What this task involves:
Return every line in the entries below where the word "rollback" shows up.
[Start of Attachment]
impl PersuasionDialogue {
    pub fn new(topic: Proposition) -> Self {
        Self::with_config(topic, EngineConfig::default())
    }

    pub fn with_config(topic: Proposition, config: EngineConfig) -> Self {
        Self {
            topic,
            state: PersuasionState::Unopened,
            tree: IndexedTree::new(),
            commitments: CommitmentStore::new(),
            surrenders: HashMap::new(),
            termination: None,
            config,
        }
    }

    pub fn topic(&self) -> &Proposition {
        &self.topic
    }

    pub fn state(&self) -> PersuasionState {
        self.state
    }

    pub fn set_state(&mut self, state: PersuasionState) {
        if self.state != state {
            info!(from = %self.state, to = %state, "persuasion state changed");
            self.state = state;
        }
    }

    pub fn config(&self) -> &EngineConfig {
        &self.config
    }

    pub fn tree(&self) -> &IndexedTree<Move> {
        &self.tree
    }

    pub fn commitments(&self) -> &CommitmentStore {
        &self.commitments
    }

    pub fn termination_reason(&self) -> Option<&TerminationReason> {
        self.termination.as_ref()
    }

    /// Players who surrendered to move `id`, in the order they did
    pub fn surrendered_by(&self, id: MoveId) -> &[ParticipantId] {
        self.surrenders
            .get(&id)
            .map(Vec::as_slice)
            .unwrap_or_default()
    }

    pub fn has_surrendered(&self, participant: &ParticipantId, id: MoveId) -> bool {
        self.surrendered_by(id).contains(participant)
    }

    /// Apply a batch of moves in order, all or nothing
    pub fn update(&mut self, moves: impl IntoIterator<Item = Move>) -> Result<(), DialogueError> {
        if self.state == PersuasionState::Terminated {
            return Err(DialogueError::StateViolation(
                "the dialogue has terminated".to_string(),
            ));
        }
        let mut journal = Vec::new();
        for mv in moves {
            let id = mv.id();
            if let Err(err) = self.apply(mv, &mut journal) {
                warn!(move_id = id, error = %err, undone = journal.len(), "batch rejected");
                self.rollback(journal);
                return Err(err);
            }
        }
        debug!(moves = self.tree.len(), "batch applied");
        Ok(())
    }

    /// Undo journalled changes, newest first
    fn rollback(&mut self, journal: Vec<Undo>) {
        for undo in journal.into_iter().rev() {
            match undo {
                Undo::Opened(id) | Undo::Reply(id) => {
                    if let Err(err) = self.tree.remove_subtree(id) {
                        warn!(move_id = id, error = %err, "rollback could not detach move");
                    }
                    if self.tree.is_empty() {
                        self.state = PersuasionState::Unopened;
                    }
                }
                Undo::Surrendered(target) => {
                    if let Some(players) = self.surrenders.get_mut(&target) {
                        players.pop();
                        if players.is_empty() {
                            self.surrenders.remove(&target);
                        }
                    }
                }
                Undo::Committed {
                    participant,
                    created,
                } => {
                    if let Some(store) = self.commitments.stores.get_mut(&participant) {
                        store.pop();
                        if created && store.is_empty() {
                            self.commitments.stores.remove(&participant);
                        }
                    }
                }
                Undo::Retracted {
                    participant,
                    position,
                    proposition,
                } => {
                    let store = self.commitments.stores.entry(participant).or_default();
                    store.insert(position.min(store.len()), proposition);
                }
            }
        }
    }

    /// First protocol rule the move would break, if any
    pub fn check(&self, candidate: &Move) -> Option<ProtocolViolation> {
        first_violation(&self.config.protocol_rules, self, candidate)
    }

    fn apply(&mut self, mv: Move, journal: &mut Vec<Undo>) -> Result<(), DialogueError> {
        if mv.locution().is_deliberation_only() {
            return Err(DialogueError::UnsupportedLocution {
                kind: mv.locution().kind(),
                dialogue: "persuasion",
            });
        }
        if self.state == PersuasionState::Unopened {
            return self.open(mv, journal);
        }
        if let Some(violation) = self.check(&mv) {
            return Err(violation.into());
        }
        if let Locution::Claim(_) = mv.locution() {
            return Err(DialogueError::StateViolation(format!(
                "move #{} claims after the dialogue was opened",
                mv.id()
            )));
        }
        self.attach(mv, journal).map(|_| ())
    }

    fn open(&mut self, mv: Move, journal: &mut Vec<Undo>) -> Result<(), DialogueError> {
        let opens_topic = matches!(mv.locution(), Locution::Claim(p) if *p == self.topic);
        if !opens_topic || mv.target().is_some() {
            return Err(DialogueError::StateViolation(format!(
                "the first move must claim '{}', got {}",
                self.topic,
                mv.locution()
            )));
        }
        self.record_commitments(&mv, journal);
        let id = self.tree.set_root(mv)?;
        journal.push(Undo::Opened(id));
        info!(move_id = id, topic = %self.topic, "persuasion opened");
        self.set_state(PersuasionState::Active);
        Ok(())
    }

    /// Attach a reply under its target, with commitment and surrender
    /// bookkeeping but no protocol check and no rollback
    pub fn add_persuasion_move_node(&mut self, mv: Move) -> Result<MoveId, DialogueError> {
        self.attach(mv, &mut Vec::new())
    }

    fn attach(&mut self, mv: Move, journal: &mut Vec<Undo>) -> Result<MoveId, DialogueError> {
        let target = match mv.target() {
            Some(target) if self.tree.contains(target) => target,
            target => {
                return Err(DialogueError::TargetNotFound {
                    move_id: mv.id(),
                    target,
                })
            }
        };
        if self.tree.contains(mv.id()) {
            return Err(TreeError::DuplicateId(mv.id()).into());
        }
        if mv.locution().is_surrendering() {
            if let Some(player) = mv.player() {
                self.surrenders.entry(target).or_default().push(player.clone());
                journal.push(Undo::Surrendered(target));
            }
        }
        self.record_commitments(&mv, journal);
        let id = self.tree.insert(target, mv)?;
        journal.push(Undo::Reply(id));
        debug!(move_id = id, target, "reply attached");
        Ok(id)
    }

    fn record_commitments(&mut self, mv: &Move, journal: &mut Vec<Undo>) {
        let Some(player) = mv.player() else {
            return;
        };
        match mv.locution() {
            Locution::Claim(p) | Locution::Concede(p) => self.commit(player, p, journal),
            Locution::Argue(argument) => {
                self.commit(player, &argument.claim, journal);
                for premise in argument.premise_closure() {
                    self.commit(player, premise, journal);
                }
            }
            Locution::Retract(p) => {
                if let Some(position) = self.commitments.withdraw(player, p) {
                    journal.push(Undo::Retracted {
                        participant: player.clone(),
                        position,
                        proposition: p.clone(),
                    });
                }
            }
            Locution::Why(_)
            | Locution::Propose(_)
            | Locution::Reject(_)
            | Locution::WhyReject(_)
            | Locution::WhyPropose(_)
            | Locution::DropReject(_)
            | Locution::Inform(_)
            | Locution::Prefer(_)
            | Locution::PreferEqual(_)
            | Locution::JoinDialogue(_)
            | Locution::OpenDialogue(_)
            | Locution::DenyDialogue(_) => {}
        }
    }

    fn commit(
        &mut self,
        player: &ParticipantId,
        proposition: &Proposition,
        journal: &mut Vec<Undo>,
    ) {
        let created = !self.commitments.stores.contains_key(player);
        if self.commitments.commit(player, proposition) {
            journal.push(Undo::Committed {
                participant: player.clone(),
                created,
            });
        }
    }

    pub fn is_in(&self, id: MoveId) -> Result<bool, DialogueError> {
        status::is_in(&self.tree, id, self.config.concede_matching)
    }

    /// Status of every move in the tree, computed in one pass
    pub fn statuses(&self) -> Result<HashMap<MoveId, bool>, DialogueError> {
        status::statuses(&self.tree, self.config.concede_matching)
    }

    /// Direct replies to `id`, in the order they were played
    pub fn replies(&self, id: MoveId) -> Result<Vec<&Move>, DialogueError> {
        let node = self.tree.find(id).ok_or(DialogueError::NotInTree(id))?;
        Ok(node.children().map(|c| c.data()).collect())
    }

    pub fn find_node_by_index(&self, id: MoveId) -> Option<&Move> {
        self.tree.find(id).map(|n| n.data())
    }

    pub fn active_attackers(&self) -> Result<Vec<&Move>, DialogueError> {
        status::active_attackers(&self.tree, self.config.concede_matching)
    }

    /// Whether a move with the same locution is already anywhere in the tree
    pub fn is_repeated_move(&self, candidate: &Move) -> bool {
        self.tree
            .iter()
            .any(|node| node.data().locution() == candidate.locution())
    }

    /// First configured termination rule that fires
    pub fn check_termination(
        &self,
        participant_count: usize,
        consecutive_skips: usize,
    ) -> Option<TerminationReason> {
        first_termination(
            &self.config.termination_rules,
            self,
            participant_count,
            consecutive_skips,
        )
    }

    pub fn terminate(&mut self, reason: TerminationReason) {
        info!(reason = %reason, "persuasion terminated");
        self.termination = Some(reason);
        self.set_state(PersuasionState::Terminated);
    }

    /// Winners under the configured outcome rule, judged against the
    /// dialogue's own commitment store
    pub fn winners(&self) -> Result<Vec<ParticipantId>, DialogueError> {
        self.config
            .persuasion_outcome
            .select(self, &self.commitments)
    }
}
//! Replay command - Run a transcript through the engine
//!
//! Usage:
//! ```bash
//! agora replay dinner.json
//! agora replay dinner.json --json
//! ```

use anyhow::{Context, Result};
use clap::Args;
use colored::Colorize;
use comfy_table::{modifiers::UTF8_ROUND_CORNERS, presets::UTF8_FULL, Cell, Color, Table};
use std::path::PathBuf;

use super::load_transcript;
use crate::session::{self, Outcome, Report};
use crate::{print_error, print_success, print_warning};
use agora_dialogue::EngineConfig;

/// Arguments for the replay command
#[derive(Args)]
pub struct ReplayArgs {
    /// Transcript JSON file
    #[arg(value_name = "FILE")]
    transcript: PathBuf,

    /// Print the report as JSON
    #[arg(long)]
    json: bool,
}

/// Run the replay command
pub fn run(args: ReplayArgs, config: EngineConfig) -> Result<()> {
    let transcript = load_transcript(&args.transcript)?;
    let replay = session::replay(&transcript, config);
    let report = replay.report().context("Failed to evaluate final dialogue state")?;

    if args.json {
        println!("{}", serde_json::to_string_pretty(&report)?);
        return Ok(());
    }
    print_report(&report);
    Ok(())
}

fn print_report(report: &Report) {
    println!("{}", format!("🗣  Agora Replay: {}", report.topic).bold().cyan());
    println!("{}", "═".repeat(40).cyan());
    println!();
    println!("  {} {:?}", "Kind:".dimmed(), report.kind);
    println!("  {} {}", "State:".dimmed(), report.state);
    println!("  {} {}", "Batches:".dimmed(), report.batches.len());
    println!();

    for batch in report.batches.iter().filter(|b| !b.accepted()) {
        print_warning(&format!(
            "round {}: batch from {} discarded ({})",
            batch.round,
            batch.player,
            batch.error.as_deref().unwrap_or_default()
        ));
    }

    let mut table = Table::new();
    table
        .load_preset(UTF8_FULL)
        .apply_modifier(UTF8_ROUND_CORNERS)
        .set_header(vec![
            Cell::new("Move").fg(Color::Cyan),
            Cell::new("Player").fg(Color::Cyan),
            Cell::new("Locution").fg(Color::Cyan),
            Cell::new("Target").fg(Color::Cyan),
            Cell::new("Status").fg(Color::Cyan),
        ]);
    for mv in &report.moves {
        let status = if mv.is_in {
            Cell::new("in").fg(Color::Green)
        } else {
            Cell::new("out").fg(Color::Red)
        };
        table.add_row(vec![
            Cell::new(format!("#{}", mv.id)),
            Cell::new(mv.player.as_ref().map(|p| p.to_string()).unwrap_or_else(|| "-".to_string())),
            Cell::new(&mv.locution).fg(Color::Yellow),
            Cell::new(mv.target.map(|t| format!("#{}", t)).unwrap_or_else(|| "-".to_string())),
            status,
        ]);
    }
    println!("{table}");
    println!();

    let active: Vec<String> = report.active_attackers.iter().map(|id| format!("#{}", id)).collect();
    println!("  {} {}", "Active attackers:".dimmed(), if active.is_empty() { "none".to_string() } else { active.join(", ") });
    if !report.informed.is_empty() {
        let informed: Vec<String> = report.informed.iter().map(|p| p.to_string()).collect();
        println!("  {} {}", "Informed:".dimmed(), informed.join(", "));
    }
    match &report.termination {
        Some(reason) => println!("  {} {}", "Terminated:".dimmed(), reason),
        None => println!("  {} {}", "Terminated:".dimmed(), "no".yellow()),
    }
    println!();

    match &report.outcome {
        Outcome::Deliberation { rule, proposal: Some(id), option } => {
            let option = option.as_ref().map(|o| o.to_string()).unwrap_or_default();
            print_success(&format!("{}: proposal #{} ({}) wins", rule, id, option.green()));
        }
        Outcome::Deliberation { rule, proposal: None, .. } => {
            print_error(&format!("{}: no proposal is in", rule));
        }
        Outcome::Persuasion { rule, winners } if winners.is_empty() => {
            print_error(&format!("{}: nobody wins", rule));
        }
        Outcome::Persuasion { rule, winners } => {
            let names: Vec<String> = winners.iter().map(|w| w.to_string()).collect();
            print_success(&format!("{}: {} win", rule, names.join(", ").green()));
        }
    }
}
[End of Attachment]
Reply to the exercise:
                self.rollback(journal);
    fn rollback(&mut self, journal: Vec<Undo>) {
                        warn!(move_id = id, error = %err, "rollback could not detach move");
    /// bookkeeping but no protocol check and no rollback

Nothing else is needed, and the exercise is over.